■ Exercise description:
Find the lines below holding the word "GlobalStyling" and copy each of them.

■ Dataset records:
//! Template Engine — validate → order sections → render each → wrap in the document shell.
//!
//! `render` is pure. `generate_offer` adds a salary-data gate and snapshots
//! everything the offer needs so it never has to be recomputed later.

use chrono::{DateTime, Utc};
use serde::Serialize;
use serde_json::Value;
use tracing::{debug, info, warn};
use uuid::Uuid;

use crate::engine::context::RenderContext;
use crate::engine::salary::validate_salary_data;
use crate::engine::sections::render_section;
use crate::engine::style::{document_shell, EffectiveStyling};
use crate::engine::validator::{section_placeholder_keys, validate};
use crate::engine::EngineError;
use crate::models::company::{CompanyPolicy, CompanySnapshot};
use crate::models::offer::{GeneratedOffer, OfferStatus, OfferTracking, RenderedContent, StatusChange};
use crate::models::template::{Section, Template};

#[derive(Debug, Clone, PartialEq, Serialize)]
#[serde(rename_all = "camelCase")]
pub struct RenderedDocument {
    pub html: String,
    pub plain_text: String,
    /// Every placeholder key the template references or declares, deduplicated.
    pub placeholders: Vec<String>,
}

pub fn render(
    template: &Template,
    candidate: &Value,
    policy: Option<&CompanyPolicy>,
) -> Result<RenderedDocument, EngineError> {
    ensure_valid(template)?;
    let ctx = RenderContext::new(candidate, policy);
    Ok(render_with_context(template, &ctx, policy))
}

/// Aborts with every failing rule; no partial rendering of an invalid template.
fn ensure_valid(template: &Template) -> Result<(), EngineError> {
    let report = validate(template);
    if report.is_valid {
        return Ok(());
    }
    warn!(
        "Template {} v{} failed validation: {}",
        template.id,
        template.version,
        report.summary()
    );
    Err(EngineError::InvalidTemplate(report))
}

fn render_with_context(
    template: &Template,
    ctx: &RenderContext,
    policy: Option<&CompanyPolicy>,
) -> RenderedDocument {
    let mut ordered: Vec<&Section> = template.content.sections.iter().collect();
    ordered.sort_by_key(|s| s.metadata.order);

    let mut html_parts = Vec::new();
    let mut text_parts = Vec::new();
    for section in ordered {
        let rendered = render_section(section, ctx);
        if rendered.is_empty() {
            debug!("Section '{}' rendered nothing", section.id);
            continue;
        }
        html_parts.push(rendered.html);
        if !rendered.plain_text.is_empty() {
            text_parts.push(rendered.plain_text);
        }
    }

    let styling = EffectiveStyling::resolve(
        &template.content.global_styling,
        policy.map(|p| &p.branding),
    );
    let html = document_shell(&template.name, &html_parts.join("\n"), &styling);

    RenderedDocument {
        html,
        plain_text: text_parts.join("\n\n"),
        placeholders: collect_placeholder_keys(template),
    }
}

/// Keys referenced in sections (document order) followed by any declared-only keys.
pub fn collect_placeholder_keys(template: &Template) -> Vec<String> {
    let mut keys: Vec<String> = Vec::new();
    let referenced = template
        .content
        .sections
        .iter()
        .flat_map(section_placeholder_keys);
    let declared = template
        .content
        .placeholders
        .iter()
        .chain(template.content.sections.iter().flat_map(|s| s.placeholders.iter()))
        .map(|d| d.key.trim().to_string());

    for key in referenced.chain(declared) {
        if !key.is_empty() && !keys.contains(&key) {
            keys.push(key);
        }
    }
    keys
}

/// Renders the template for one candidate and snapshots the result as a draft offer.
pub fn generate_offer(
    template: &Template,
    candidate: &Value,
    policy: Option<&CompanyPolicy>,
    created_by: Option<&str>,
    now: DateTime<Utc>,
) -> Result<GeneratedOffer, EngineError> {
    let salary_check = validate_salary_data(candidate);
    if !salary_check.is_valid {
        return Err(EngineError::InvalidSalaryData(salary_check.errors));
    }

    ensure_valid(template)?;

    // One context: the stored breakdown is the one the salary table rendered.
    let ctx = RenderContext::new(candidate, policy);
    let document = render_with_context(template, &ctx, policy);
    let RenderContext { policy, salary, .. } = ctx;

    let offer = GeneratedOffer {
        id: Uuid::new_v4(),
        template_id: template.id,
        template_version: template.version,
        candidate_data: candidate.clone(),
        company_data: CompanySnapshot::capture(&policy),
        salary_breakdown: salary,
        rendered_content: RenderedContent {
            html: document.html,
            plain_text: document.plain_text,
        },
        placeholders: document.placeholders,
        status: OfferStatus::Draft,
        status_history: vec![StatusChange {
            status: OfferStatus::Draft,
            changed_at: now,
            changed_by: created_by.map(str::to_string),
            note: None,
        }],
        tracking: OfferTracking::default(),
        created_by: created_by.map(str::to_string),
        created_at: now,
        updated_at: now,
    };

    info!(
        "Generated offer {} from template {} v{} (ctc={})",
        offer.id, offer.template_id, offer.template_version, offer.salary_breakdown.ctc.annual
    );
    Ok(offer)
}
use axum::Json;
use serde_json::{json, Value};

/// GET /health
/// Returns a simple status object with service version.
pub async fn health_handler() -> Json<Value> {
    Json(json!({
        "status": "ok",
        "version": env!("CARGO_PKG_VERSION"),
        "service": "offer-api"
    }))
}
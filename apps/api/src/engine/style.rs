//! HTML helpers: escaping, inline styles from section formatting, and the document shell.

use crate::models::company::Branding;
use crate::models::template::{Formatting, GlobalStyling};

const DEFAULT_PRIMARY_COLOR: &str = "#1a365d";
const DEFAULT_SECONDARY_COLOR: &str = "#2c5282";

pub fn escape_html(input: &str) -> String {
    let mut out = String::with_capacity(input.len());
    for ch in input.chars() {
        match ch {
            '&' => out.push_str("&amp;"),
            '<' => out.push_str("&lt;"),
            '>' => out.push_str("&gt;"),
            '"' => out.push_str("&quot;"),
            '\'' => out.push_str("&#39;"),
            _ => out.push(ch),
        }
    }
    out
}

/// CSS declarations for `formatting`, in a fixed order so output is deterministic.
pub fn inline_style(formatting: &Formatting) -> String {
    let mut rules: Vec<String> = Vec::new();
    if formatting.bold {
        rules.push("font-weight: bold".to_string());
    }
    if formatting.italic {
        rules.push("font-style: italic".to_string());
    }
    if formatting.underline {
        rules.push("text-decoration: underline".to_string());
    }
    if let Some(size) = &formatting.font_size {
        rules.push(format!("font-size: {size}"));
    }
    if let Some(family) = &formatting.font_family {
        rules.push(format!("font-family: {family}"));
    }
    if let Some(color) = &formatting.color {
        rules.push(format!("color: {color}"));
    }
    if let Some(bg) = &formatting.background_color {
        rules.push(format!("background-color: {bg}"));
    }
    if let Some(align) = &formatting.alignment {
        rules.push(format!("text-align: {align}"));
    }
    rules.join("; ")
}

/// ` style="..."` for `formatting`, or an empty string when nothing is set.
pub fn style_attr(formatting: &Formatting) -> String {
    let style = inline_style(formatting);
    if style.is_empty() {
        String::new()
    } else {
        format!(" style=\"{}\"", escape_html(&style))
    }
}

/// Document-level styling after company branding is applied over template defaults.
#[derive(Debug, Clone, PartialEq)]
pub struct EffectiveStyling {
    pub font_family: String,
    pub font_size: String,
    pub line_height: String,
    pub color: String,
    pub primary_color: String,
    pub secondary_color: String,
    pub logo_url: Option<String>,
}

impl EffectiveStyling {
    /// Branding wins over the template's global styling wherever it is set.
    pub fn resolve(global: &GlobalStyling, branding: Option<&Branding>) -> Self {
        let branding = branding.cloned().unwrap_or_default();
        Self {
            font_family: branding
                .font_family
                .unwrap_or_else(|| global.font_family.clone()),
            font_size: global.font_size.clone(),
            line_height: global.line_height.clone(),
            color: global.color.clone(),
            primary_color: branding
                .primary_color
                .or_else(|| global.primary_color.clone())
                .unwrap_or_else(|| DEFAULT_PRIMARY_COLOR.to_string()),
            secondary_color: branding
                .secondary_color
                .or_else(|| global.secondary_color.clone())
                .unwrap_or_else(|| DEFAULT_SECONDARY_COLOR.to_string()),
            logo_url: branding.logo_url,
        }
    }
}

/// Wraps rendered section HTML in a complete, self-contained document.
pub fn document_shell(title: &str, body: &str, styling: &EffectiveStyling) -> String {
    let font_family = escape_html(&styling.font_family);
    let font_size = escape_html(&styling.font_size);
    let line_height = escape_html(&styling.line_height);
    let color = escape_html(&styling.color);
    let primary = escape_html(&styling.primary_color);
    let secondary = escape_html(&styling.secondary_color);

    let letterhead = match &styling.logo_url {
        Some(url) => format!(
            "<header class=\"letterhead\"><img class=\"company-logo\" src=\"{}\" alt=\"Company logo\"></header>\n",
            escape_html(url)
        ),
        None => String::new(),
    };

    format!(
        r#"<!DOCTYPE html>
<html lang="en">
<head>
<meta charset="utf-8">
<title>{title}</title>
<style>
body {{ font-family: {font_family}; font-size: {font_size}; line-height: {line_height}; color: {color}; margin: 40px; }}
h1, h2, h3, h4, h5, h6 {{ color: {primary}; }}
.section-title {{ color: {secondary}; }}
table {{ border-collapse: collapse; width: 100%; margin: 12px 0; }}
th {{ background-color: {primary}; color: #ffffff; text-align: left; padding: 8px; }}
td {{ border: 1px solid #dddddd; padding: 8px; }}
tr.total td {{ font-weight: bold; }}
.company-logo {{ max-height: 80px; }}
.unsupported-section {{ color: #b91c1c; font-style: italic; }}
</style>
</head>
<body>
<div class="offer-letter">
{letterhead}{body}
</div>
</body>
</html>
"#,
        title = escape_html(title),
    )
}
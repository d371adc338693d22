//! Template versioning — bump the version and snapshot content on every real change.
//!
//! History is bounded at push time: only the newest `max_versions` snapshots are kept.

use chrono::{DateTime, Utc};
use tracing::info;

use crate::engine::EngineError;
use crate::models::template::{Template, TemplateContent, VersionEntry};

/// Applies `content` to `template`. Returns `false` (and changes nothing) when
/// the content is identical to what the template already holds.
pub fn apply_content_change(
    template: &mut Template,
    content: TemplateContent,
    changed_by: Option<&str>,
    now: DateTime<Utc>,
) -> bool {
    if template.content == content {
        return false;
    }

    template.version += 1;
    template.content = content;
    template.updated_at = now;
    template.version_history.push_bounded(
        VersionEntry {
            version: template.version,
            content: template.content.clone(),
            changed_by: changed_by.map(str::to_string),
            changed_at: now,
        },
        template.max_versions,
    );

    info!(
        "Template {} advanced to version {} ({} snapshots retained)",
        template.id,
        template.version,
        template.version_history.len()
    );
    true
}

/// Re-applies a retained snapshot as a brand-new version. History is never rewritten.
pub fn restore_version(
    template: &mut Template,
    version: i32,
    changed_by: Option<&str>,
    now: DateTime<Utc>,
) -> Result<bool, EngineError> {
    let snapshot = template
        .version_history
        .find(version)
        .map(|entry| entry.content.clone())
        .ok_or(EngineError::VersionNotFound {
            template_id: template.id,
            version,
        })?;
    Ok(apply_content_change(template, snapshot, changed_by, now))
}

#[cfg(test)]
mod tests {
    use super::*;
    use chrono::Duration;
    use serde_json::json;

    fn template(max_versions: usize) -> Template {
        let mut t: Template = serde_json::from_value(json!({
            "id": "0b6a3f54-91d2-4f0e-8c1b-7f2f5e0c9a11",
            "name": "Offer",
            "content": { "sections": [] }
        }))
        .unwrap();
        t.max_versions = max_versions;
        t
    }

    fn content(text: &str) -> TemplateContent {
        serde_json::from_value(json!({
            "sections": [{ "id": "p", "type": "paragraph", "content": text }]
        }))
        .unwrap()
    }

    #[test]
    fn test_unchanged_content_is_noop() {
        let mut t = template(10);
        let now = Utc::now();
        assert!(apply_content_change(&mut t, content("a"), Some("hr"), now));
        assert!(!apply_content_change(&mut t, content("a"), Some("hr"), now));
        assert_eq!(t.version, 2);
        assert_eq!(t.version_history.len(), 1);
    }

    #[test]
    fn test_fifteen_saves_keep_ten_most_recent() {
        let mut t = template(10);
        let start = Utc::now();
        for i in 0..15 {
            let changed = apply_content_change(
                &mut t,
                content(&format!("revision {i}")),
                Some("hr@acme.example"),
                start + Duration::minutes(i),
            );
            assert!(changed);
        }
        assert_eq!(t.version, 16);
        assert_eq!(t.version_history.len(), 10);
        let versions: Vec<i32> = t.version_history.iter().map(|e| e.version).collect();
        assert_eq!(versions, (7..=16).collect::<Vec<_>>());
        assert_eq!(t.version_history.latest().map(|e| e.version), Some(16));
        assert_eq!(
            t.version_history.latest().map(|e| e.content.clone()),
            Some(content("revision 14"))
        );
    }

    #[test]
    fn test_zero_cap_keeps_newest() {
        let mut t = template(0);
        apply_content_change(&mut t, content("a"), None, Utc::now());
        apply_content_change(&mut t, content("b"), None, Utc::now());
        assert_eq!(t.version_history.len(), 1);
        assert_eq!(t.version_history.latest().map(|e| e.version), Some(3));
    }

    #[test]
    fn test_restore_creates_new_version() {
        let mut t = template(10);
        let now = Utc::now();
        apply_content_change(&mut t, content("first"), None, now);
        apply_content_change(&mut t, content("second"), None, now);

        assert!(restore_version(&mut t, 2, Some("admin"), now).unwrap());
        assert_eq!(t.version, 4);
        assert_eq!(t.content, content("first"));
        assert_eq!(
            t.version_history.latest().and_then(|e| e.changed_by.clone()),
            Some("admin".to_string())
        );
    }

    #[test]
    fn test_restore_unknown_version_fails() {
        let mut t = template(10);
        let err = restore_version(&mut t, 42, None, Utc::now()).unwrap_err();
        assert!(matches!(err, EngineError::VersionNotFound { version: 42, .. }));
        assert_eq!(t.version, 1);
    }
}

■ Solution for this task:
use crate::models::template::{Formatting, GlobalStyling};
    pub fn resolve(global: &GlobalStyling, branding: Option<&Branding>) -> Self {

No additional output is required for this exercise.